THE TASK -
Every entry below is to be copied exactly, with nothing left out.

DATA PROVIDED -
===============
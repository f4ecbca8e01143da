//! Taxonomy playbooks
//!
//! A playbook is a multi-document YAML file; each document names one
//! statement tree:
//!
//! ```yaml
//! statement: pnl
//! nodes:
//!   - id: revenue
//!   - id: opex
//!     children:
//!       - id: staff_cost
//!       - id: other_exp
//! ```
//!
//! Nodes with children are groupings and are never collected. Childless
//! nodes are mapping targets; they also count toward completeness unless
//! marked `extractable: false`.

use fqp_common::config::TomlConfig;
use fqp_common::{Error, Result};
use serde::Deserialize;
use std::collections::{BTreeSet, HashMap};
use std::path::{Path, PathBuf};
use std::sync::Arc;
use tracing::{debug, info};

use crate::models::StatementKind;

#[derive(Debug, Clone, PartialEq, Deserialize)]
pub struct TaxonomyNode {
    pub id: String,
    #[serde(default)]
    pub children: Vec<TaxonomyNode>,
    #[serde(default)]
    pub extractable: Option<bool>,
}

impl TaxonomyNode {
    pub fn is_group(&self) -> bool {
        !self.children.is_empty()
    }

    pub fn is_extractable(&self) -> bool {
        self.extractable.unwrap_or(true)
    }
}

/// Collect childless nodes in pre-order, keeping those accepted by `include`
pub fn collect_leaves<'a, P>(nodes: &'a [TaxonomyNode], include: P) -> Vec<&'a str>
where
    P: Fn(&TaxonomyNode) -> bool,
{
    fn walk<'a, P>(nodes: &'a [TaxonomyNode], include: &P, out: &mut Vec<&'a str>)
    where
        P: Fn(&TaxonomyNode) -> bool,
    {
        for node in nodes {
            if node.is_group() {
                walk(&node.children, include, out);
            } else if include(node) {
                out.push(node.id.as_str());
            }
        }
    }

    let mut out = Vec::new();
    walk(nodes, &include, &mut out);
    out
}

#[derive(Debug, Clone, PartialEq, Deserialize)]
pub struct StatementTree {
    pub statement: String,
    #[serde(default)]
    pub nodes: Vec<TaxonomyNode>,
}

/// All statement trees for one domain category
#[derive(Debug, Clone)]
pub struct Playbook {
    pub domain_category: String,
    pub source: PathBuf,
    trees: Vec<StatementTree>,
}

impl Playbook {
    pub fn load(domain_category: &str, path: &Path) -> Result<Self> {
        let text = std::fs::read_to_string(path).map_err(|e| {
            Error::Taxonomy(format!(
                "Cannot read playbook for '{}' at {}: {}",
                domain_category,
                path.display(),
                e
            ))
        })?;
        let mut playbook = Self::from_yaml_str(domain_category, &text)?;
        playbook.source = path.to_path_buf();
        Ok(playbook)
    }

    pub fn from_yaml_str(domain_category: &str, text: &str) -> Result<Self> {
        let mut trees = Vec::new();
        for document in serde_yaml::Deserializer::from_str(text) {
            let tree = Option::<StatementTree>::deserialize(document).map_err(|e| {
                Error::Taxonomy(format!("Invalid playbook for '{}': {}", domain_category, e))
            })?;
            // Blank documents (e.g. a trailing `---`) carry nothing
            if let Some(tree) = tree.filter(|t| !t.nodes.is_empty()) {
                trees.push(tree);
            }
        }

        if trees.is_empty() {
            return Err(Error::Taxonomy(format!(
                "Playbook for '{}' defines no statement trees",
                domain_category
            )));
        }

        Ok(Self {
            domain_category: domain_category.to_string(),
            source: PathBuf::new(),
            trees,
        })
    }

    pub fn statement_keys(&self) -> impl Iterator<Item = &str> {
        self.trees.iter().map(|t| t.statement.as_str())
    }

    /// Mapping targets for one exact statement key, in tree order
    pub fn vocabulary(&self, statement_key: &str) -> Option<Vec<String>> {
        let tree = self.trees.iter().find(|t| t.statement == statement_key)?;
        let leaves = collect_leaves(&tree.nodes, |_| true);
        if leaves.is_empty() {
            return None;
        }
        Some(leaves.into_iter().map(str::to_string).collect())
    }

    /// Expected leaves for a statement kind, merged across presentation
    /// variants, sorted and de-duplicated
    pub fn completeness_leaves(&self, kind: StatementKind) -> Vec<String> {
        let merged: BTreeSet<&str> = self
            .trees
            .iter()
            .filter(|t| StatementKind::from_statement_key(&t.statement) == Some(kind))
            .flat_map(|t| collect_leaves(&t.nodes, TaxonomyNode::is_extractable))
            .collect();
        merged.into_iter().map(str::to_string).collect()
    }
}

/// Playbooks for every configured domain category
#[derive(Debug, Clone, Default)]
pub struct PlaybookRegistry {
    playbooks: HashMap<String, Arc<Playbook>>,
    aliases: HashMap<String, String>,
}

impl PlaybookRegistry {
    /// Load every configured playbook; any missing or unreadable file is fatal
    pub fn load(config: &TomlConfig) -> Result<Self> {
        let mut registry = Self::default();

        for (category, path) in &config.taxonomy.playbooks {
            let path = config.resolve_path(path);
            let playbook = Playbook::load(category, &path)?;
            info!(
                domain_category = %category,
                path = %path.display(),
                statements = playbook.trees.len(),
                "Loaded taxonomy playbook"
            );
            registry.insert(playbook);
        }

        for (alias, category) in &config.taxonomy.aliases {
            registry.add_alias(alias, category);
        }

        Ok(registry)
    }

    pub fn insert(&mut self, playbook: Playbook) {
        let key = normalize_category(&playbook.domain_category);
        self.playbooks.insert(key, Arc::new(playbook));
    }

    pub fn add_alias(&mut self, alias: &str, category: &str) {
        self.aliases
            .insert(normalize_category(alias), normalize_category(category));
    }

    /// Playbook for a domain category, following aliases
    pub fn playbook_for(&self, domain_category: &str) -> Option<Arc<Playbook>> {
        let key = normalize_category(domain_category);
        let key = self.aliases.get(&key).unwrap_or(&key);
        let found = self.playbooks.get(key).cloned();
        if found.is_none() {
            debug!(domain_category, "No taxonomy for domain category");
        }
        found
    }

    pub fn is_empty(&self) -> bool {
        self.playbooks.is_empty()
    }
}

fn normalize_category(category: &str) -> String {
    category.trim().to_lowercase()
}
===============
RESPONSE TO THIS TASK -
repository f4ecbca8e01143da
//! Taxonomy playbooks
//!
//! A playbook is a multi-document YAML file; each document names one
//! statement tree:
//!
//! ```yaml
//! statement: pnl
//! nodes:
//!   - id: revenue
//!   - id: opex
//!     children:
//!       - id: staff_cost
//!       - id: other_exp
//! ```
//!
//! Nodes with children are groupings and are never collected. Childless
//! nodes are mapping targets; they also count toward completeness unless
//! marked `extractable: false`.

use fqp_common::config::TomlConfig;
use fqp_common::{Error, Result};
use serde::Deserialize;
use std::collections::{BTreeSet, HashMap};
use std::path::{Path, PathBuf};
use std::sync::Arc;
use tracing::{debug, info};

use crate::models::StatementKind;

#[derive(Debug, Clone, PartialEq, Deserialize)]
pub struct TaxonomyNode {
    pub id: String,
    #[serde(default)]
    pub children: Vec<TaxonomyNode>,
    #[serde(default)]
    pub extractable: Option<bool>,
}

impl TaxonomyNode {
    pub fn is_group(&self) -> bool {
        !self.children.is_empty()
    }

    pub fn is_extractable(&self) -> bool {
        self.extractable.unwrap_or(true)
    }
}

/// Collect childless nodes in pre-order, keeping those accepted by `include`
pub fn collect_leaves<'a, P>(nodes: &'a [TaxonomyNode], include: P) -> Vec<&'a str>
where
    P: Fn(&TaxonomyNode) -> bool,
{
    fn walk<'a, P>(nodes: &'a [TaxonomyNode], include: &P, out: &mut Vec<&'a str>)
    where
        P: Fn(&TaxonomyNode) -> bool,
    {
        for node in nodes {
            if node.is_group() {
                walk(&node.children, include, out);
            } else if include(node) {
                out.push(node.id.as_str());
            }
        }
    }

    let mut out = Vec::new();
    walk(nodes, &include, &mut out);
    out
}

#[derive(Debug, Clone, PartialEq, Deserialize)]
pub struct StatementTree {
    pub statement: String,
    #[serde(default)]
    pub nodes: Vec<TaxonomyNode>,
}

/// All statement trees for one domain category
#[derive(Debug, Clone)]
pub struct Playbook {
    pub domain_category: String,
    pub source: PathBuf,
    trees: Vec<StatementTree>,
}

impl Playbook {
    pub fn load(domain_category: &str, path: &Path) -> Result<Self> {
        let text = std::fs::read_to_string(path).map_err(|e| {
            Error::Taxonomy(format!(
                "Cannot read playbook for '{}' at {}: {}",
                domain_category,
                path.display(),
                e
            ))
        })?;
        let mut playbook = Self::from_yaml_str(domain_category, &text)?;
        playbook.source = path.to_path_buf();
        Ok(playbook)
    }

    pub fn from_yaml_str(domain_category: &str, text: &str) -> Result<Self> {
        let mut trees = Vec::new();
        for document in serde_yaml::Deserializer::from_str(text) {
            let tree = Option::<StatementTree>::deserialize(document).map_err(|e| {
                Error::Taxonomy(format!("Invalid playbook for '{}': {}", domain_category, e))
            })?;
            // Blank documents (e.g. a trailing `---`) carry nothing
            if let Some(tree) = tree.filter(|t| !t.nodes.is_empty()) {
                trees.push(tree);
            }
        }

        if trees.is_empty() {
            return Err(Error::Taxonomy(format!(
                "Playbook for '{}' defines no statement trees",
                domain_category
            )));
        }

        Ok(Self {
            domain_category: domain_category.to_string(),
            source: PathBuf::new(),
            trees,
        })
    }

    pub fn statement_keys(&self) -> impl Iterator<Item = &str> {
        self.trees.iter().map(|t| t.statement.as_str())
    }

    /// Mapping targets for one exact statement key, in tree order
    pub fn vocabulary(&self, statement_key: &str) -> Option<Vec<String>> {
        let tree = self.trees.iter().find(|t| t.statement == statement_key)?;
        let leaves = collect_leaves(&tree.nodes, |_| true);
        if leaves.is_empty() {
            return None;
        }
        Some(leaves.into_iter().map(str::to_string).collect())
    }

    /// Expected leaves for a statement kind, merged across presentation
    /// variants, sorted and de-duplicated
    pub fn completeness_leaves(&self, kind: StatementKind) -> Vec<String> {
        let merged: BTreeSet<&str> = self
            .trees
            .iter()
            .filter(|t| StatementKind::from_statement_key(&t.statement) == Some(kind))
            .flat_map(|t| collect_leaves(&t.nodes, TaxonomyNode::is_extractable))
            .collect();
        merged.into_iter().map(str::to_string).collect()
    }
}

/// Playbooks for every configured domain category
#[derive(Debug, Clone, Default)]
pub struct PlaybookRegistry {
    playbooks: HashMap<String, Arc<Playbook>>,
    aliases: HashMap<String, String>,
}

impl PlaybookRegistry {
    /// Load every configured playbook; any missing or unreadable file is fatal
    pub fn load(config: &TomlConfig) -> Result<Self> {
        let mut registry = Self::default();

        for (category, path) in &config.taxonomy.playbooks {
            let path = config.resolve_path(path);
            let playbook = Playbook::load(category, &path)?;
            info!(
                domain_category = %category,
                path = %path.display(),
                statements = playbook.trees.len(),
                "Loaded taxonomy playbook"
            );
            registry.insert(playbook);
        }

        for (alias, category) in &config.taxonomy.aliases {
            registry.add_alias(alias, category);
        }

        Ok(registry)
    }

    pub fn insert(&mut self, playbook: Playbook) {
        let key = normalize_category(&playbook.domain_category);
        self.playbooks.insert(key, Arc::new(playbook));
    }

    pub fn add_alias(&mut self, alias: &str, category: &str) {
        self.aliases
            .insert(normalize_category(alias), normalize_category(category));
    }

    /// Playbook for a domain category, following aliases
    pub fn playbook_for(&self, domain_category: &str) -> Option<Arc<Playbook>> {
        let key = normalize_category(domain_category);
        let key = self.aliases.get(&key).unwrap_or(&key);
        let found = self.playbooks.get(key).cloned();
        if found.is_none() {
            debug!(domain_category, "No taxonomy for domain category");
        }
        found
    }

    pub fn is_empty(&self) -> bool {
        self.playbooks.is_empty()
    }
}

fn normalize_category(category: &str) -> String {
    category.trim().to_lowercase()
}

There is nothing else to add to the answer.